Directed by Sergio Sollima.
Starring Oliver Reed, Fabio Testi, Paola Pitagora, Agostina Belli and Daniel Beretta.
Forced to facilitate the escape of a dangerous criminal, a prison guard turns the tables on his blackmailers and uncovers a larger conspiracy.
revolver is a 1973 Poliziotteschi film starring the legendary Oliver Reed as Vito Cipriani, a tough prison guard known for his high moral standards. After his wife is kidnapped, Vito is blackmailed into releasing dangerous criminal Milo Ruiz (Fabio Testi), otherwise his wife will be killed, but Vito turns the tables, releasing Ruiz and kidnapping him himself, promising to release him if his Woman returns but in doing so he unmasks a larger conspiracy than just a simple kidnapping.
You notice that immediately revolver is a nobler affair than the mass of Poliziotteschi at the time. This could be partly due to the presence of Oliver Reed, but credit must go to director Sergio Sollima and cinematographer Aldo Scavarda as revolver is as sophisticated as any crime thriller Hollywood was producing at the time, and its general appearance sets the film apart from many of its European contemporaries.

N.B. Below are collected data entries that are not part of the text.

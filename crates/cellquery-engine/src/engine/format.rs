use super::value::{CellValue, RawGrid};

/// Format a raw value for display.
pub fn format_value(value: &CellValue) -> String {
    match value {
        CellValue::Empty => String::new(),
        CellValue::Bool(b) => if *b { "TRUE" } else { "FALSE" }.to_string(),
        CellValue::Number(n) => format_number(*n),
        CellValue::Text(s) => s.clone(),
    }
}

/// Format a number for display.
pub fn format_number(n: f64) -> String {
    if n.is_nan() {
        "#NAN!".to_string()
    } else if n.is_infinite() {
        "#INF!".to_string()
    } else if n.fract() == 0.0 && n.abs() < 1e15 {
        format!("{:.0}", n)
    } else {
        let s = format!("{:.10}", n);
        s.trim_end_matches('0').trim_end_matches('.').to_string()
    }
}

/// Render a grid as tab-separated lines.
pub fn format_grid(grid: &RawGrid) -> String {
    grid.iter()
        .map(|row| row.iter().map(format_value).collect::<Vec<_>>().join("\t"))
        .collect::<Vec<_>>()
        .join("\n")
}
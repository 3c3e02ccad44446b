//! Loading host data from disk.

pub mod csv;
pub mod styles;

pub use csv::{parse_csv, parse_csv_field, read_csv, to_csv};
pub use styles::{CellStyle, StylesFile, load_styles, parse_styles};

As with all Poliziotteschi of the period, there is a strong political and social undertone running through the plot, but most of the ideas revolve around the character of Vito, his moral stance and what can thwart a strong moral character like Vito. It all comes to a head in the final scene where, like most Italian films, you don’t get a clear resolve, but you try to interpret what it all means. It doesn’t help that Oliver Reed delivers a performance that’s both great sweaty and emotional and overly sweaty and emotional at the same time; is he upset? Upset? about to cry? To hit someone? Most likely all at once, but it makes reading the director’s intentions a little foggy at times.
But since that was Oliver Reed’s pinnacle, and the vineyard he clearly drank before each shot did most of the work, his performance is always magnetic, dominating every scene he’s in (which most of them are), and his interactions with Fabio Testi deliver the kind of chemistry that the best buddy cop movies are built on. Even the fact that Reed dubbed his own dialogue with a very odd accent doesn’t take away from how serious and intense it gets.
Featuring one of Ennio Morricone’s finest scores, well-executed action set pieces, manly men doing manly things, and some set dressings that are no longer 1970s. revolver could be accused of taking itself a little too seriously when confronted with the likes of Ruggero Deodato Live like a cop, die like a man or Umberto Lenzis Almost human but this is a film that’s clearly trying to be more than just a B-movie, and although it does run afoul of some Poliziotteschi trappings revolver never resorts to gratuitous sex or violence – both of which are fairly reticent given the time and place – for his thrills.
Accompanied by entertaining audio commentary by writer/critic Kim Newman and writer Barry Forshaw (who helps when the film slows down a bit), an interview with writer/film scholar Stephen Thrower, an archive interview with actor Fabio Testi, and trailers and radio commercials and a booklet with essays on the film and Ennio Morricone’s “Euro-Crime” soundtracks. This special edition Blu-ray is definitely worth buying for collectors and Poliziotteschi enthusiasts, as the extras are all worthy and the film itself sets itself apart from the plethora of more exploitative crime thrillers of the time simply because they were a bit more ambitious. However, when we try to scratch the Poliziotteschi itch – and we all get it – revolver may not be the first, second, or even third title you reach for when you’re looking for instant B-movie gratification, as it requires a little more attention and patience than most.